Adjusting Investment Strategies As Retirement Approaches

Megan Ray  |  July 17, 2012

Many baby boomers are beginning to approach retirement age, but the recent economic downturn has taken a toll on their retirement portfolios. Just about everyone suffered some financial losses during the recession, but this isn't a reason to give up hope. Nevertheless, sticking with the same plan will likely not yield the savings soon-to-be retirees are hoping for. Recovering from a loss will require adaptation when it comes to investment strategies, according to U.S. News and World Report.

It's no secret that many seniors' retirement savings are in rough shape. According to the news source, the average 401(k) balance at the end of 2007 was $64,454. Just one year later, that number had plummeted to $50,274, a 22 percent drop.

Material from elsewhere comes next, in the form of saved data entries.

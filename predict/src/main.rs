use std::fs::File;
use std::io::{prelude::*, stdin, stdout, BufReader, BufWriter};
use std::path::PathBuf;
use std::time::Instant;

use clap::Parser;
use hmmpos::{Model, Predictor};

#[derive(Parser, Debug)]
#[command(about = "A program to perform part-of-speech tagging.")]
struct Args {
    /// The model file to use when tagging text
    #[arg(long)]
    model: PathBuf,

    /// Append the log-probability of the best tag sequence to each line
    #[arg(long)]
    score: bool,
}

fn main() -> Result<(), Box<dyn std::error::Error>> {
    env_logger::Builder::from_env(env_logger::Env::default().default_filter_or("info")).init();
    let args = Args::parse();

    eprintln!("Loading model file...");
    let mut f = zstd::Decoder::new(File::open(args.model)?)?;
    let model = Model::read(&mut f)?;
    log::info!(
        "{} tags, {} words in the model",
        model.tags().len(),
        model.vocab_size()
    );
    let predictor = Predictor::new(model)?;

    eprintln!("Start tagging");
    let mut n_words = 0;
    let start = Instant::now();
    let mut out = BufWriter::new(stdout().lock());
    for line in BufReader::new(stdin().lock()).lines() {
        let line = line?;
        let words: Vec<&str> = line.split_whitespace().collect();
        let (tags, score) = predictor.predict_with_score(&words);
        n_words += words.len();
        let toks: Vec<String> = words
            .iter()
            .zip(&tags)
            .map(|(word, tag)| format!("{word}/{tag}"))
            .collect();
        if args.score {
            writeln!(out, "{}\t{score}", toks.join(" "))?;
        } else {
            writeln!(out, "{}", toks.join(" "))?;
        }
    }
    out.flush()?;
    let duration = start.elapsed();
    eprintln!("Elapsed: {} [sec]", duration.as_secs_f64());
    eprintln!(
        "Speed: {} [words/sec]",
        n_words as f64 / duration.as_secs_f64()
    );

    Ok(())
}
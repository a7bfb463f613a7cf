//! DHIS2 REST adapter.
//!
//! A thin authenticated client over the eight endpoints the monitor uses.
//! Credentials are folded into a Basic auth default header at construction;
//! the client is never reconfigured afterwards. Every operation returns a
//! typed `Result` so callers can tell an empty payload from a failed call.

use async_trait::async_trait;
use base64::{engine::general_purpose::STANDARD as BASE64_STANDARD, Engine};
use reqwest::header::{HeaderMap, HeaderValue, AUTHORIZATION};
use reqwest::{Client, Response};
use serde::de::DeserializeOwned;
use tracing::debug;

use crate::domain::{
    CheckDescriptor, DataElementRef, DataElementsResponse, IntegritySummaries, OrgUnit,
    OrgUnitsResponse,
};
use crate::error::{MonitorError, Result};
use crate::monitor::publisher::DataValue;
use crate::monitor::IntegrityService;

#[derive(Debug)]
pub struct DhisClient {
    http: Client,
    base_url: String,
}

impl DhisClient {
    pub fn new(base_url: &str, username: &str, password: &str) -> Result<Self> {
        let credentials = BASE64_STANDARD.encode(format!("{}:{}", username, password));
        let mut auth = HeaderValue::from_str(&format!("Basic {}", credentials))
            .map_err(|e| MonitorError::Auth(format!("invalid credential bytes: {}", e)))?;
        auth.set_sensitive(true);

        let mut headers = HeaderMap::new();
        headers.insert(AUTHORIZATION, auth);

        let http = Client::builder()
            .user_agent("integrity-monitor/0.1")
            .default_headers(headers)
            .build()?;

        Ok(Self {
            http,
            base_url: base_url.trim_end_matches('/').to_string(),
        })
    }

    pub fn base_url(&self) -> &str {
        &self.base_url
    }

    fn ensure_success(response: &Response, endpoint: &str) -> Result<()> {
        if response.status().is_success() {
            Ok(())
        } else {
            Err(MonitorError::Api {
                endpoint: endpoint.to_string(),
                status: response.status().as_u16(),
            })
        }
    }

    async fn get_json<T: DeserializeOwned>(&self, endpoint: &str) -> Result<T> {
        let url = format!("{}{}", self.base_url, endpoint);
        debug!("GET {}", url);
        let response = self.http.get(&url).send().await?;
        Self::ensure_success(&response, endpoint)?;
        Ok(response.json().await?)
    }

    async fn post_ack(&self, endpoint: &str) -> Result<()> {
        let url = format!("{}{}", self.base_url, endpoint);
        debug!("POST {}", url);
        let response = self.http.post(&url).send().await?;
        // The ack body is not used for control flow.
        Self::ensure_success(&response, endpoint)
    }
}

#[async_trait]
impl IntegrityService for DhisClient {
    async fn fetch_integrity_checks(&self) -> Result<Vec<CheckDescriptor>> {
        self.get_json("/api/dataIntegrity").await
    }

    async fn trigger_all_summaries(&self) -> Result<()> {
        self.post_ack("/api/dataIntegrity/summary").await
    }

    async fn trigger_selected_summaries(&self, checks: &[String]) -> Result<()> {
        let endpoint = format!("/api/dataIntegrity/summary?checks={}", checks.join(","));
        self.post_ack(&endpoint).await
    }

    async fn fetch_running_checks(&self) -> Result<Vec<String>> {
        self.get_json("/api/dataIntegrity/summary/running").await
    }

    async fn fetch_completed_summaries(&self) -> Result<IntegritySummaries> {
        self.get_json("/api/dataIntegrity/summary").await
    }

    async fn fetch_level1_org_units(&self) -> Result<Vec<OrgUnit>> {
        let response: OrgUnitsResponse = self.get_json("/api/organisationUnits?level=1").await?;
        Ok(response.organisation_units)
    }

    async fn find_data_elements_by_code(&self, code: &str) -> Result<Vec<DataElementRef>> {
        let endpoint = format!("/api/dataElements?fields=id&filter=code:eq:{}", code);
        let response: DataElementsResponse = self.get_json(&endpoint).await?;
        Ok(response.data_elements)
    }

    async fn publish_data_value(&self, value: &DataValue) -> Result<u16> {
        let url = format!("{}/api/dataValues", self.base_url);
        debug!("POST {} de={} pe={}", url, value.data_element, value.period);
        let response = self
            .http
            .post(&url)
            .query(&value.query_params())
            .send()
            .await?;
        Ok(response.status().as_u16())
    }
}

While retirement savings have slowly recovered since the recession, they're not all the way there yet, and many seniors are approaching retirement age without the savings they hoped to have.

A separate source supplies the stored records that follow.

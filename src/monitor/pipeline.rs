//! Mapping pipeline: completed check summaries to published data values.
//!
//! Every miss along the way is a logged skip; one bad check never stops the
//! rest of the list.

use tracing::{info, warn};

use crate::domain::{CheckDescriptor, IntegritySummaries};
use crate::monitor::publisher::DataValue;
use crate::monitor::IntegrityService;

/// Per-run outcome counts, logged at the end of the run
#[derive(Debug, Clone, Default, PartialEq, Eq)]
pub struct RunReport {
    /// Values the server accepted (2xx)
    pub published: usize,
    /// Monitored names with no completed summary
    pub missing_summary: usize,
    /// Monitored names that resolved to no data element
    pub missing_data_element: usize,
    /// Write calls that failed or were rejected
    pub publish_failures: usize,
}

pub struct MappingPipeline {
    /// Check names to process, in order; duplicates are processed once per
    /// occurrence
    monitored: Vec<String>,
}

impl MappingPipeline {
    pub fn new(monitored: Vec<String>) -> Self {
        Self { monitored }
    }

    /// Resolve and publish one data value per monitored check.
    ///
    /// For each name: summary by exact name, descriptor by linear catalog
    /// scan (first match wins), data element by code lookup (first match
    /// wins), then an immediate unbatched write.
    pub async fn run<S: IntegrityService + ?Sized>(
        &self,
        service: &S,
        summaries: &IntegritySummaries,
        catalog: &[CheckDescriptor],
        period: &str,
        org_unit: &str,
    ) -> RunReport {
        let mut report = RunReport::default();

        for name in &self.monitored {
            let Some(summary) = summaries.get(name) else {
                warn!("Summary not found for check: {}", name);
                report.missing_summary += 1;
                continue;
            };

            let descriptor = catalog.iter().find(|check| check.name == *name);
            let code = match descriptor {
                Some(check) if !check.code.is_empty() => check.code.as_str(),
                Some(_) => {
                    warn!("Check has no code, data element not found: {}", name);
                    report.missing_data_element += 1;
                    continue;
                }
                None => {
                    warn!("Check not present in catalog, data element not found: {}", name);
                    report.missing_data_element += 1;
                    continue;
                }
            };

            let matches = match service.find_data_elements_by_code(code).await {
                Ok(matches) => matches,
                Err(e) => {
                    warn!("Data element lookup failed for check {}: {}", name, e);
                    report.missing_data_element += 1;
                    continue;
                }
            };
            let Some(element) = matches.first() else {
                warn!("Data element not found for check: {}", name);
                report.missing_data_element += 1;
                continue;
            };

            let value = DataValue::new(element.id.clone(), org_unit, period, summary.count);
            match service.publish_data_value(&value).await {
                Ok(status) if (200..300).contains(&status) => {
                    info!(
                        check = %name,
                        data_element = %value.data_element,
                        count = value.value,
                        "Published data value"
                    );
                    report.published += 1;
                }
                Ok(status) => {
                    warn!("Publish rejected with HTTP {} for check: {}", status, name);
                    report.publish_failures += 1;
                }
                Err(e) => {
                    warn!("Publish failed for check {}: {}", name, e);
                    report.publish_failures += 1;
                }
            }
        }

        report
    }
}
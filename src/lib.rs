pub mod adapters;
pub mod config;
pub mod domain;
pub mod error;
pub mod monitor;

pub use adapters::DhisClient;
pub use config::AppConfig;
pub use error::{MonitorError, Result};
pub use monitor::{
    CompletionPoller, DataValue, IntegrityService, MappingPipeline, PollerConfig, RunReport,
};
//! The data value write shape for republishing check results.

/// Attribute option combo attached to every published value
pub const ATTRIBUTE_OPTION_COMBO: &str = "HllvX50cXC0";

/// Data set the monitored values belong to
pub const DATA_SET: &str = "ySAQjSSyLQg";

/// One fully derived data value, published exactly once per resolved check.
/// Immutable after construction.
#[derive(Debug, Clone, PartialEq, Eq)]
pub struct DataValue {
    pub data_element: String,
    pub org_unit: String,
    pub period: String,
    pub value: u64,
}

impl DataValue {
    pub fn new(
        data_element: impl Into<String>,
        org_unit: impl Into<String>,
        period: impl Into<String>,
        value: u64,
    ) -> Self {
        Self {
            data_element: data_element.into(),
            org_unit: org_unit.into(),
            period: period.into(),
            value,
        }
    }

    /// Query pairs for the `/api/dataValues` write call; `co` and `ds` are
    /// fixed, the rest come from the record
    pub fn query_params(&self) -> Vec<(&'static str, String)> {
        vec![
            ("de", self.data_element.clone()),
            ("co", ATTRIBUTE_OPTION_COMBO.to_string()),
            ("ds", DATA_SET.to_string()),
            ("ou", self.org_unit.clone()),
            ("pe", self.period.clone()),
            ("value", self.value.to_string()),
        ]
    }
}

What type of strategy a future retiree adopts will largely depend on their age. The stock market is cyclical, and those who are in their 30s and 40s can likely wait out the bad period and plan long-term. Yet those who are in their 50s or even 60s have a few short years before they'll actually need to begin using the money in their retirement portfolio. In these situations, it might make sense to sit down with a retirement planner and hammer out a new strategy, so seniors can be sure they'll be able to pay for a retirement community when they grow older.

Every person's financial situation is different, which is why its beneficial to get specific advice. In general, however, those who are older should be putting most of their portfolio into bonds. Bonds are a low-risk, low-reward investment strategy, and can be a good play for someone who wants to increase their savings over time while protecting what they currently have.

On the other hand, some seniors may want to be a bit more aggressive. CNBC recently reported retirement strategies in general are focusing more on stocks in order to make up for poor performance. Of course, seniors need to be cautious. Even though it is the fastest way to see dramatic returns, if the money fails, seniors don’t have the time to recover that a 30-year-old might have.

Seniors should keep in mind that many elder care facilities have financial options available that can lower the cost of living for older residents. Even those who have significant retirement savings should look into these options to ensure they get the most for their money.